Они миновали несколько рядов елок: совсем маленькие, средние, выше человеческого роста; ряды напоминали лесозащитные полосы. Елки посажены были шуками и правнуками академика.
Впереди идущий остановился.
— Кто это там?
Силуэты вполне бодрствующих животных маячили между сараем и сторожкой.
— Овцы?
— Да откуда тут овцы? Думаю, это козы внучки академика пасутся.
— Пасутся? Ночью? А вы уверены, что среди них нет ни одной бодливой рогатой или вздорного козла и что не поднимут они гам и тарарам, стоит нам ближе подойти? И гусей в сарае разбудят, у гусей голоса дурные, громкие, недаром они Рим спасли.
— Не нравятся мне эти пасущиеся ночью чокнутые козы. Давайте вернемся, двинем в обход, войдем в калиточку возле дома, что в тупичке между домом и детским садом.
Но калиточка была закрыта изнутри на висячий замок.
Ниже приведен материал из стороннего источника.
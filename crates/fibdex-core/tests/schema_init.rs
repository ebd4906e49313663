//! Schema initialization runs beside request handling and never blocks it.

mod common;

use std::sync::atomic::Ordering;
use std::sync::Arc;
use std::time::Duration;

use common::FlakyTable;
use fibdex_core::{
    BroadcastChannel, DurableRow, DurableStore, MemoryCache, RetryPolicy, SchemaInitializer,
    SchemaState, WriteCoordinator,
};
use serde_json::json;

#[tokio::test(start_paused = true)]
async fn writes_are_accepted_while_schema_is_retrying() -> anyhow::Result<()> {
    let table = Arc::new(FlakyTable::new(3));
    let init = Arc::new(SchemaInitializer::new(table.clone()));
    let mut state = init.subscribe();

    let writer = WriteCoordinator::new(
        Arc::new(MemoryCache::new()),
        Arc::new(BroadcastChannel::new(4)),
        table.clone(),
    );

    let handle = init.clone().spawn();

    // first attempt has failed, table still missing
    state
        .wait_for(|s| matches!(s, SchemaState::Attempting { attempt } if *attempt >= 2))
        .await?;
    writer.submit(&json!(6)).await?.persisted.await?;

    let attempts = handle.await?;
    assert_eq!(attempts, 4);
    assert_eq!(init.state(), SchemaState::Ready);

    // the early insert was dropped, later ones land
    assert!(table.select_all().await?.is_empty());
    writer.submit(&json!(7)).await?.persisted.await?;
    assert_eq!(table.select_all().await?, vec![DurableRow { number: 7 }]);
    Ok(())
}

#[tokio::test(start_paused = true)]
async fn fixed_delay_spaces_attempts() {
    let table = Arc::new(FlakyTable::new(2));
    let init = SchemaInitializer::with_policy(
        table.clone(),
        RetryPolicy::Fixed {
            delay: Duration::from_millis(250),
        },
    );

    let started = tokio::time::Instant::now();
    assert_eq!(init.ensure_schema().await, 3);
    assert!(started.elapsed() >= Duration::from_millis(500));
    assert_eq!(table.create_calls.load(Ordering::SeqCst), 3);
}

#[tokio::test(start_paused = true)]
async fn concurrent_initializers_are_harmless() -> anyhow::Result<()> {
    let table = Arc::new(FlakyTable::new(1));
    let init = Arc::new(SchemaInitializer::new(table.clone()));

    let (a, b) = tokio::join!(init.clone().spawn(), init.clone().spawn());
    assert!(a? >= 1);
    assert!(b? >= 1);
    assert_eq!(init.state(), SchemaState::Ready);

    table.insert(1).await?;
    assert_eq!(table.select_all().await?.len(), 1);
    Ok(())
}

#[tokio::test]
async fn sqlite_schema_is_ready_on_first_attempt() {
    let store = Arc::new(fibdex_core::SqliteDurableStore::in_memory());
    let init = SchemaInitializer::new(store);
    assert_eq!(init.ensure_schema().await, 1);
    assert_eq!(init.state(), SchemaState::Ready);
}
— Что за мода комаровская вместо заборов ставить такие высокие металлические сетки? Забор мы бы перемахнули.
— Мы пойдем другим путем. До конца сетки идем, до обрыва, берем левее под самой кручей, из-под обрыва заберемся на лужайку с клумбами за домом.
— А там что? Сетка или забор?
— Там ничего. Обрыв.
Склон был крут, корни сосен, тальник, заросли жимолости мешали идти; зато за корни и ветви можно было цепляться, чтобы не покатиться кубарем вниз, в болотистые малые топи торфянистой земли лютиков, куриной слепоты, дремы, бурелома.
— Вода какая-то журчит, — сказал карабкающийся сзади.
— Ой! Черт, черт! — вскричал пробирающийся впереди впередсмотрящий. — Я провалился в воду! Чертов холодный ручей!
— Сколько их тут, этих ручьев? Погодите, сейчас я вам помогу... О, черт, черт! — с этими словами соскользнул в журчащую ледяную воду второй искатель приключений.
Первый, к тому моменту успевший выбраться на бережок, осведомился у товарища своего, зачем он, собственно, стоит по колено в ледяной воде.
— Тут дно мощеное, — отвечал товарищ, кляцая зубами, — точно кафель или плитка. Скользко. Боюсь упасть.
— А где ваш фонарик?
— Уронил. Утонул фонарик. Или уплыл.
— Сейчас посветим.
Часть ручейного дна, ключевого устоя, и впрямь напоминала бассейн фонтана: плотно пригнанные плитки, некогда белые, ныне цвета слоновой кости с зеленцою. То был любимый холодильник Ванды Федоровны, куда они с Татьяной Николаевной ставили кринки с молоком и маслом, бутылки козьего молока с притертыми пробками, где в мисках хранили завернутые в непромокаемую бумагу мясо или рыбу.
— Сейчас вылезу. Главное — жбан не задеть.
— Какой жбан?
— Да вон, коричневый, на дне кафельном стоит.
— Нет там ничего.
По воде шла рябь, ручей посмеивался.
Выбравшись из воды, заговорщики продолжали карабкаться вверх.
— Холодно, однако, в мокрых штанах и штиблетах...
— А что это там звенит? Стеклянные колокольчики? Словно гирлянды лампочек праздничных на ветру — бряк, бряк. Либо пробирочки лаборантка несет.